• What you will do
Word for word, set down the entries that follow.

BEGIN Supplied records

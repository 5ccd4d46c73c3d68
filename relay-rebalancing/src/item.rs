use std::cmp::Ordering;

use serde::{Deserialize, Serialize};

/// A class of events together with the sample rate assigned to it by rebalancing.
///
/// Classes are typically projects or transaction names. The identifier only has to be totally
/// ordered, since it breaks ties between classes that observed the same number of events.
#[derive(Clone, Debug, PartialEq, Serialize, Deserialize)]
#[serde(rename_all = "camelCase")]
pub struct RebalancedItem<T> {
    /// Identifier of the class.
    pub id: T,
    /// Number of events observed for this class.
    pub count: f64,
    /// The sample rate computed for this class.
    ///
    /// This is `0.0` until the class has been rebalanced.
    #[serde(default)]
    pub new_sample_rate: f64,
}

impl<T> RebalancedItem<T> {
    /// Creates a class that has not been assigned a sample rate yet.
    pub fn new(id: T, count: f64) -> Self {
        Self {
            id,
            count,
            new_sample_rate: 0.0,
        }
    }

    /// Returns the expected number of events kept when sampling at [`Self::new_sample_rate`].
    pub fn kept_count(&self) -> f64 {
        self.count * self.new_sample_rate
    }

    /// Copies this class with a new sample rate.
    pub(crate) fn with_sample_rate(&self, new_sample_rate: f64) -> Self
    where
        T: Clone,
    {
        Self {
            id: self.id.clone(),
            count: self.count,
            new_sample_rate,
        }
    }
}

/// Returns the sum of all counts, or `0.0` if there are no classes.
pub fn sum_counts<T>(items: &[RebalancedItem<T>]) -> f64 {
    items.iter().fold(0.0, |total, item| total + item.count)
}

/// Orders classes by descending `(count, id)`.
fn by_volume_desc<T: Ord>(a: &RebalancedItem<T>, b: &RebalancedItem<T>) -> Ordering {
    b.count.total_cmp(&a.count).then_with(|| b.id.cmp(&a.id))
}

/// Returns references to the given classes, sorted descending by `(count, id)`.
///
/// Iterating the result in reverse yields the smallest class first, which is the order in which
/// rebalancing hands out budget. The sort is stable, so duplicate classes keep their input order.
pub(crate) fn sort_by_volume<T: Ord>(items: &[RebalancedItem<T>]) -> Vec<&RebalancedItem<T>> {
    let mut sorted: Vec<_> = items.iter().collect();
    sorted.sort_by(|a, b| by_volume_desc(a, b));
    sorted
}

END Supplied records

• Answer below
repository 5ccd4d46c73c3d68
filename relay-rebalancing/src/item.rs
use std::cmp::Ordering;

use serde::{Deserialize, Serialize};

/// A class of events together with the sample rate assigned to it by rebalancing.
///
/// Classes are typically projects or transaction names. The identifier only has to be totally
/// ordered, since it breaks ties between classes that observed the same number of events.
#[derive(Clone, Debug, PartialEq, Serialize, Deserialize)]
#[serde(rename_all = "camelCase")]
pub struct RebalancedItem<T> {
    /// Identifier of the class.
    pub id: T,
    /// Number of events observed for this class.
    pub count: f64,
    /// The sample rate computed for this class.
    ///
    /// This is `0.0` until the class has been rebalanced.
    #[serde(default)]
    pub new_sample_rate: f64,
}

impl<T> RebalancedItem<T> {
    /// Creates a class that has not been assigned a sample rate yet.
    pub fn new(id: T, count: f64) -> Self {
        Self {
            id,
            count,
            new_sample_rate: 0.0,
        }
    }

    /// Returns the expected number of events kept when sampling at [`Self::new_sample_rate`].
    pub fn kept_count(&self) -> f64 {
        self.count * self.new_sample_rate
    }

    /// Copies this class with a new sample rate.
    pub(crate) fn with_sample_rate(&self, new_sample_rate: f64) -> Self
    where
        T: Clone,
    {
        Self {
            id: self.id.clone(),
            count: self.count,
            new_sample_rate,
        }
    }
}

/// Returns the sum of all counts, or `0.0` if there are no classes.
pub fn sum_counts<T>(items: &[RebalancedItem<T>]) -> f64 {
    items.iter().fold(0.0, |total, item| total + item.count)
}

/// Orders classes by descending `(count, id)`.
fn by_volume_desc<T: Ord>(a: &RebalancedItem<T>, b: &RebalancedItem<T>) -> Ordering {
    b.count.total_cmp(&a.count).then_with(|| b.id.cmp(&a.id))
}

/// Returns references to the given classes, sorted descending by `(count, id)`.
///
/// Iterating the result in reverse yields the smallest class first, which is the order in which
/// rebalancing hands out budget. The sort is stable, so duplicate classes keep their input order.
pub(crate) fn sort_by_volume<T: Ord>(items: &[RebalancedItem<T>]) -> Vec<&RebalancedItem<T>> {
    let mut sorted: Vec<_> = items.iter().collect();
    sorted.sort_by(|a, b| by_volume_desc(a, b));
    sorted
}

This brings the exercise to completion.